How is a critic to function given conflicting personal and business associations? Ideally, a critic should have no previous or current associations with any of the artists he is setting out to review. Rather impossible, isn’t it. However, the farther away you can stay from all those individuals whose work you might eventually review, the better off you are to render fair verdicts. So many hidden agendas can color reviewing. New York drama critic Brooks Atkinson was known and respected for shunning social contact with theatre people. Need we even explore why?
Now, ask yourself, should a “critic” review the work of his spouse, close friend, brother, sister, uncle? I hope the answer is obvious to you. You should be a friend to your friends and family, not a critic. Why are circus fans so unable to render anything other than upbeat notices? Because they feel a genuine or hopeful friendship to the performers they are writing about, and to be critical would be to betray the spirit of a friendship. I can't blame them for how they feel, but at the same time I see little value in a review having been written by a virtual or quasi friend.

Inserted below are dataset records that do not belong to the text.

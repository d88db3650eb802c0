pub mod assemble;
pub mod batch;
pub mod block;
pub mod fold;
pub mod mav;
pub mod phenotype;
pub mod positive;
pub mod slope;
pub mod usage;

use std::collections::BTreeMap;
use std::fmt;
use std::ops::RangeInclusive;

/// AMAV values below this are treated as negative when deciding whether a
/// positive limb is needed.
pub const NEGATIVE_EPS: f64 = 1e-12;

#[derive(Debug, Clone, PartialEq)]
pub struct StudyTrend {
    pub phenotype: String,
    pub citation: Option<String>,
    /// 1-based line number in the source table (0 when built in memory).
    pub row: usize,
    pub points: Vec<(i32, f64)>,
}

#[derive(Debug, Clone, Copy, PartialEq)]
pub struct SlopeContribution {
    pub study: usize,
    pub year: i32,
    pub slope: f64,
}

#[derive(Debug, Clone, Copy, PartialEq)]
pub struct MavPoint {
    pub value: f64,
    pub studies: usize,
}

#[derive(Debug, Clone, Default, PartialEq)]
pub struct MavSeries {
    pub points: BTreeMap<i32, MavPoint>,
}

impl MavSeries {
    pub fn get(&self, year: i32) -> Option<f64> {
        self.points.get(&year).map(|p| p.value)
    }

    pub fn last_year(&self) -> Option<i32> {
        self.points.keys().next_back().copied()
    }
}

/// Inclusive, gap-free year range.
#[derive(Debug, Clone, Copy, PartialEq, Eq)]
pub struct Block {
    pub start: i32,
    pub end: i32,
}

impl Block {
    pub fn len(&self) -> usize {
        (self.end - self.start + 1) as usize
    }

    pub fn years(&self) -> RangeInclusive<i32> {
        self.start..=self.end
    }
}

/// Accumulated values over consecutive years starting at `start`.
#[derive(Debug, Clone, PartialEq)]
pub struct AccumSeries {
    pub start: i32,
    pub values: Vec<f64>,
}

impl AccumSeries {
    pub fn is_empty(&self) -> bool {
        self.values.is_empty()
    }

    pub fn end(&self) -> Option<i32> {
        if self.values.is_empty() {
            None
        } else {
            Some(self.start + self.values.len() as i32 - 1)
        }
    }

    pub fn get(&self, year: i32) -> Option<f64> {
        if year < self.start {
            return None;
        }
        self.values.get((year - self.start) as usize).copied()
    }

    pub fn iter(&self) -> impl Iterator<Item = (i32, f64)> + '_ {
        self.values
            .iter()
            .enumerate()
            .map(|(i, &v)| (self.start + i as i32, v))
    }
}

#[derive(Debug, Clone, PartialEq)]
pub struct PositiveLimb {
    pub valley_year: i32,
    pub series: AccumSeries,
}

#[derive(Debug, Clone, Copy, PartialEq, Eq)]
pub enum Authority {
    Amav,
    AmavPos,
}

impl Authority {
    pub fn as_str(&self) -> &'static str {
        match self {
            Self::Amav => "amav",
            Self::AmavPos => "amav_pos",
        }
    }
}

/// Fold-increase values from the anchor year onward.
///
/// `values[r]` is the fold at calendar year `anchor_year + r`, which is also
/// the value at RelYear `r`.
#[derive(Debug, Clone, PartialEq)]
pub struct FoldSeries {
    pub anchor_year: i32,
    pub anchor_value: f64,
    pub values: Vec<f64>,
}

impl FoldSeries {
    /// FOLD_YEARLY at a calendar year; `None` before the anchor.
    pub fn at_year(&self, year: i32) -> Option<f64> {
        if year < self.anchor_year {
            return None;
        }
        self.at_rel((year - self.anchor_year) as usize)
    }

    /// FOLD_RELATIVE at `rel` years past the anchor.
    pub fn at_rel(&self, rel: usize) -> Option<f64> {
        self.values.get(rel).copied()
    }

    pub fn last_year(&self) -> i32 {
        self.anchor_year + self.values.len() as i32 - 1
    }
}

#[derive(Debug, Clone, Copy, PartialEq, Eq, Default)]
pub enum NegativeMavPolicy {
    #[default]
    Clamp,
    Admit,
}

impl NegativeMavPolicy {
    pub fn apply(&self, mav: f64) -> f64 {
        match self {
            Self::Clamp => mav.max(0.0),
            Self::Admit => mav,
        }
    }

    pub fn as_str(&self) -> &'static str {
        match self {
            Self::Clamp => "clamp",
            Self::Admit => "admit",
        }
    }
}

#[derive(Debug, Clone, Copy, PartialEq, Default)]
pub struct ReconstructConfig {
    pub negative_mav: NegativeMavPolicy,
}

#[derive(Debug, Clone, Copy, PartialEq, Eq, PartialOrd, Ord)]
pub enum IssueKind {
    MalformedCell,
    HeaderRow,
    MissingPhenotype,
    RejectedTrend,
    EmptyPhenotype,
    EmptyPositiveLimb,
    NoPositiveAnchor,
}

impl IssueKind {
    pub fn as_str(&self) -> &'static str {
        match self {
            Self::MalformedCell => "malformed_cell",
            Self::HeaderRow => "header_row",
            Self::MissingPhenotype => "missing_phenotype",
            Self::RejectedTrend => "rejected_trend",
            Self::EmptyPhenotype => "empty_phenotype",
            Self::EmptyPositiveLimb => "empty_positive_limb",
            Self::NoPositiveAnchor => "no_positive_anchor",
        }
    }
}

#[derive(Debug, Clone, PartialEq)]
pub struct Issue {
    pub kind: IssueKind,
    pub phenotype: Option<String>,
    pub row: Option<usize>,
    pub message: String,
}

impl Issue {
    pub fn new(kind: IssueKind, message: impl Into<String>) -> Self {
        Self {
            kind,
            phenotype: None,
            row: None,
            message: message.into(),
        }
    }

    pub fn phenotype(mut self, name: &str) -> Self {
        self.phenotype = Some(name.to_string());
        self
    }

    pub fn row(mut self, row: usize) -> Self {
        if row > 0 {
            self.row = Some(row);
        }
        self
    }
}

impl fmt::Display for Issue {
    fn fmt(&self, f: &mut fmt::Formatter<'_>) -> fmt::Result {
        write!(f, "[{}]", self.kind.as_str())?;
        if let Some(p) = &self.phenotype {
            write!(f, " {}", p)?;
        }
        if let Some(r) = self.row {
            write!(f, " (row {})", r)?;
        }
        write!(f, ": {}", self.message)
    }
}

#[derive(Debug, Clone, Copy, PartialEq, Eq)]
pub enum Exclusion {
    NoUsableStudies,
    EmptyBlock,
}

impl Exclusion {
    pub fn as_str(&self) -> &'static str {
        match self {
            Self::NoUsableStudies => "no_usable_studies",
            Self::EmptyBlock => "empty_block",
        }
    }
}

#[derive(Debug, Clone, PartialEq)]
pub enum PhenotypeStatus {
    Reconstructed,
    Excluded(Exclusion),
}

#[derive(Debug, Clone, PartialEq)]
pub struct PhenotypeResult {
    pub name: String,
    pub status: PhenotypeStatus,
    pub studies_total: usize,
    pub studies_used: usize,
    pub mav: MavSeries,
    pub block: Option<Block>,
    pub amav: Option<AccumSeries>,
    pub positive: Option<PositiveLimb>,
    pub authority: Option<Authority>,
    pub fold: Option<FoldSeries>,
    pub issues: Vec<Issue>,
}

impl PhenotypeResult {
    /// The series downstream tables are built from: AMAV-POS when it took
    /// over, otherwise AMAV.
    pub fn authoritative(&self) -> Option<&AccumSeries> {
        match self.authority? {
            Authority::AmavPos => self.positive.as_ref().map(|p| &p.series),
            Authority::Amav => self.amav.as_ref(),
        }
    }

    pub fn is_reconstructed(&self) -> bool {
        matches!(self.status, PhenotypeStatus::Reconstructed)
    }
}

What about reviewing the work of a former or possible future boss or colleague? Now we are getting onto ice, thin or thick. You may hold a grudge against an ex-employer, which could slant your notice in the negative; you may be campaigning to land work with the very person you are now critiquing, which will slant your notice in the affirmative. Either path you take may reveal itself and backfire on you. Avoiding such a review altogether is the honorable thing to do.
Now, there is another possible conflict that arrives when you face new work from an artist/producer/director whom you have tended to champion or dismiss in the past. Can you approach new work of theirs with an open mind? If you, indeed, can teach yourself to concentrate on the work itself rather than on your personal feelings about the creators and performers, you are on the road to success.
All too numerous, I have to assume, are the incestuous relationships between critics of all ilk and the umbrella corporate entities who pay their salaries. The cozier the life, the bigger the pay check, the harder it is to maintain one's high minded principles.
The circus community (and its various schools and institutions), so small and insulated, employees a number of knowledgeable experts who are ideally situated to critique circuses; trouble is, for a staff member of circus A to go out and file a review of Circus B is like having an executive from the Shubert Organization in New York review a new show produced by the Nederlander Organization. Does that make any sense to you? I hope not.
The point is to separate those with whom you have ongoing relationships from those whom you do not know or know only casually through minimal professional association. It is up to YOU to make the critical separations, to recuse yourself from the critical task when you know you are going to be compromised. And you will know, whether you will ever admit it to anyone other than yourself and to possibly those who might be slipping you gratuities under the table. I would urge you to slip them right back. That is, if you are critically serious.